- Abbreviation: RGRIF
- Leader: André Liautey
- Founded: 1951
- Dissolved: 1956
- Ideology: Centrism, Liberalism

= Rally of French Republican and Independent Groups =

French political movement from the Fourth Republic era

The Rassemblement des groupes républicains et indépendants français (RGRIF; Assembly of Republican and Independent French Groups) was a political movement launched during the French legislative elections of 1951 by André Liautey, a former minister and dissident from the Radical-Socialist Party.
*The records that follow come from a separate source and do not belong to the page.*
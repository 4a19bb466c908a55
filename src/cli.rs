//! # Command-Line Interface Module
//!
//! Argument parsing for the rendezvous self-benchmark binary, built on
//! the `clap` derive API. The CLI controls the message shape, the number
//! of round trips, worker concurrency, and where results and logs go;
//! [`crate::bench::BenchConfig::from_args`] validates and converts the
//! parsed arguments into the internal benchmark configuration.
//!
//! ## Usage Examples
//!
//! ```bash
//! # Round-trip latency with defaults (1 KiB messages, 10k round trips)
//! ipc-rendezvous
//!
//! # Small messages, four senders, custom output file
//! ipc-rendezvous -s 64 -c 4 -o results.json
//!
//! # Verbose diagnostics on stderr, no stdout summary
//! ipc-rendezvous -vv --quiet
//! ```

use clap::Parser;
use std::path::PathBuf;

/// Self-benchmark for the QNX-style rendezvous messaging core
///
/// Spawns an echo receiver and one or more sender workers over the
/// in-process driver, measures send/receive/reply round-trip latency
/// and pulse throughput, and writes a JSON report.
#[derive(Parser, Debug, Clone)]
#[command(author, version, about)]
pub struct Args {
    /// Message payload size in bytes
    ///
    /// Larger payloads stress the gather/copy paths; small ones expose
    /// the raw rendezvous overhead.
    #[arg(short = 's', long, default_value_t = crate::defaults::MESSAGE_SIZE)]
    pub message_size: usize,

    /// Round trips to measure per sender worker
    #[arg(short = 'i', long, default_value_t = crate::defaults::MSG_COUNT)]
    pub msg_count: usize,

    /// Number of concurrent sender workers
    ///
    /// Defaults to one; 0 expands to one worker per CPU core.
    #[arg(short = 'c', long, default_value_t = 1)]
    pub concurrency: usize,

    /// Warmup round trips per worker before measurement begins
    #[arg(short = 'w', long, default_value_t = crate::defaults::WARMUP_ITERATIONS)]
    pub warmup_iterations: usize,

    /// Pulses to send in the throughput phase (0 skips the phase)
    #[arg(long, default_value_t = 100_000)]
    pub pulses: usize,

    /// Output file for results (JSON format)
    #[arg(short = 'o', long, default_value = crate::defaults::OUTPUT_FILE)]
    pub output_file: PathBuf,

    /// Percentiles to calculate for latency metrics
    #[arg(long, default_values_t = vec![50.0, 95.0, 99.0, 99.9])]
    pub percentiles: Vec<f64>,

    /// Silence the user-facing summary on stdout
    #[arg(short = 'q', long)]
    pub quiet: bool,

    /// Increase diagnostic log verbosity (-v: debug, -vv: trace)
    #[arg(short, long, action = clap::ArgAction::Count)]
    pub verbose: u8,

    /// Detailed log destination: a file path, or "stderr"
    #[arg(long)]
    pub log_file: Option<String>,
}

impl Default for Args {
    /// Defaults matching the clap definitions, for tests and embedding
    fn default() -> Self {
        Self {
            message_size: crate::defaults::MESSAGE_SIZE,
            msg_count: crate::defaults::MSG_COUNT,
            concurrency: 1,
            warmup_iterations: crate::defaults::WARMUP_ITERATIONS,
            pulses: 100_000,
            output_file: PathBuf::from(crate::defaults::OUTPUT_FILE),
            percentiles: vec![50.0, 95.0, 99.0, 99.9],
            quiet: false,
            verbose: 0,
            log_file: None,
        }
    }
}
Rather than functioning as a cohesive political party, the RGRIF primarily served as a convenient label for candidates seeking electoral support under the complex apparentements system of the Fourth Republic. The movement was highly diverse, encompassing socialists, Radicals, members of the Peasant Party, and former members of the Republican Party of Liberty (PRL) who were reluctant to join the National Centre of Independents and Peasants (CNIP), despite shared ideological leanings.

The movement's name highlighted its aim to attract a centrist electorate by referencing both the right-leaning Rally of Republican Lefts and the label "Republican Independents," which was widely adopted by moderate notables after World War II.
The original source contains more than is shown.